Infrared thermocoagulation
Teknik ini dilakukan dengan cara memberikan radiasi infra merah dengan
lampu tungsten-halogen yang difokuskan ke jaringan hemorrhoid dari
reflector plate emas melalui tabung polymer khusus. Sinar koagulator infra
merah (IRC) menembus jaringan ke submukosa dan dirubah menjadi panas,
menimbulkan inflamasi, destruksi jaringan di daerah tersebut. Daerah yang
akan dikoagulasi diberi local anestesi terlebih dahulu. Komplikasi biasanya
jarang terjadi, umumnya berupa koagulasi pada daerah yang tidak tepat
Bipolar diathermy
Teknik ini menggunakan listrik untuk menghasikan jaringan koagulasi pada
ujung cauter. Cara ini efektif untuk hemorrhoid derajat III atau dibawahnya.
Cryotherapy
Teknik ini didasarkan pada pembekuan dan pencairan jaringan yang secara
teori menimbulkan analgesia dan perusakan jaringan hingga terbentuk
jaringan parut
Ligasi dengan gelang karet (Rubber band ligation)
Biasanya teknik ini dilakukan untuk hemoroid yang besar atau yang
mengalami prolaps. Dengan bantuan anuskop, mukosa diatas hemoroid yang
menonjol dijepit dan ditarik atau dihisap kedalam tabung ligator khusus. Efek
dari teknik ini adalah nekrosis iskemia, ulserasi, dan scarring yang akan
menghasilkan fiksasi jaringan ikat ke dinding rektum. Komplikasi yang
sering terjadi berupa edema dan trombosis.
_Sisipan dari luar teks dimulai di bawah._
//! # Money
//!
//! Currency-tagged decimal amounts.
//!
//! # Examples
//!
//! ```
//! use ship_rates::domain::value_objects::{Currency, Money};
//! use rust_decimal::Decimal;
//!
//! let price = Money::new(Decimal::new(9550, 2), Currency::mxn()).unwrap();
//! assert_eq!(price.to_string(), "95.50 MXN");
//! assert!(Money::new(Decimal::new(-1, 0), Currency::mxn()).is_err());
//! ```

use crate::domain::errors::{DomainError, DomainResult};
use rust_decimal::Decimal;
use serde::{Deserialize, Serialize};
use std::fmt;
use std::str::FromStr;

/// Three-letter ISO 4217 currency code, stored uppercase.
#[derive(Debug, Clone, PartialEq, Eq, Hash, Serialize, Deserialize)]
#[serde(try_from = "String", into = "String")]
pub struct Currency(String);

impl Currency {
    /// Parses a currency code, normalizing to uppercase.
    ///
    /// # Errors
    ///
    /// Returns `DomainError::InvalidCurrency` unless the code is exactly
    /// three ASCII letters.
    pub fn new(code: &str) -> DomainResult<Self> {
        let code = code.trim();
        if code.len() != 3 || !code.chars().all(|c| c.is_ascii_alphabetic()) {
            return Err(DomainError::InvalidCurrency(code.to_string()));
        }
        Ok(Self(code.to_ascii_uppercase()))
    }

    /// Mexican peso.
    #[must_use]
    pub fn mxn() -> Self {
        Self("MXN".to_string())
    }

    /// US dollar.
    #[must_use]
    pub fn usd() -> Self {
        Self("USD".to_string())
    }

    /// Returns the code as a string slice.
    #[inline]
    #[must_use]
    pub fn as_str(&self) -> &str {
        &self.0
    }
}

impl Default for Currency {
    fn default() -> Self {
        Self::mxn()
    }
}

impl fmt::Display for Currency {
    fn fmt(&self, f: &mut fmt::Formatter<'_>) -> fmt::Result {
        f.write_str(&self.0)
    }
}

impl FromStr for Currency {
    type Err = DomainError;

    fn from_str(s: &str) -> Result<Self, Self::Err> {
        Self::new(s)
    }
}

impl TryFrom<String> for Currency {
    type Error = DomainError;

    fn try_from(value: String) -> Result<Self, Self::Error> {
        Self::new(&value)
    }
}

impl From<Currency> for String {
    fn from(currency: Currency) -> Self {
        currency.0
    }
}

/// A non-negative amount in a specific currency.
///
/// # Invariants
///
/// - `amount >= 0`
#[derive(Debug, Clone, PartialEq, Eq, Hash, Serialize, Deserialize)]
#[serde(try_from = "RawMoney")]
pub struct Money {
    amount: Decimal,
    currency: Currency,
}

#[derive(Deserialize)]
struct RawMoney {
    amount: Decimal,
    currency: Currency,
}

impl TryFrom<RawMoney> for Money {
    type Error = DomainError;

    fn try_from(raw: RawMoney) -> DomainResult<Self> {
        Self::new(raw.amount, raw.currency)
    }
}

impl Money {
    /// Creates a money value.
    ///
    /// # Errors
    ///
    /// Returns `DomainError::InvalidPrice` if `amount` is negative.
    pub fn new(amount: Decimal, currency: Currency) -> DomainResult<Self> {
        if amount.is_sign_negative() && !amount.is_zero() {
            return Err(DomainError::InvalidPrice(format!(
                "amount must not be negative, got {}",
                amount
            )));
        }
        Ok(Self { amount, currency })
    }

    /// Returns the amount.
    #[inline]
    #[must_use]
    pub fn amount(&self) -> Decimal {
        self.amount
    }

    /// Returns the currency.
    #[inline]
    #[must_use]
    pub fn currency(&self) -> &Currency {
        &self.currency
    }
}

impl fmt::Display for Money {
    fn fmt(&self, f: &mut fmt::Formatter<'_>) -> fmt::Result {
        write!(f, "{:.2} {}", self.amount, self.currency)
    }
}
Gambar 3. Rubber Band Ligation
Hemoroidektomi
Teknik dipakai untuk hemoroid derajat III atau IV dengan keluhan menahun,
juga untuk penderita denga perdarahan berulang dan anemia yang tidak
sembuh dengan terapi lain yang lebih sederhana. Prinsipnya adalah eksisi
hanya dilakukan pada jaringan yang benar-benar berlebihan, dan pada
anoderm serta kulit yang normal dengan tidak mengganggu sfingter anus.
Selama pembedahan sfingter anus biasanya dilatasi dan hemoroid diangkat
dengan klem atau diligasi dan kemudian dieksisi.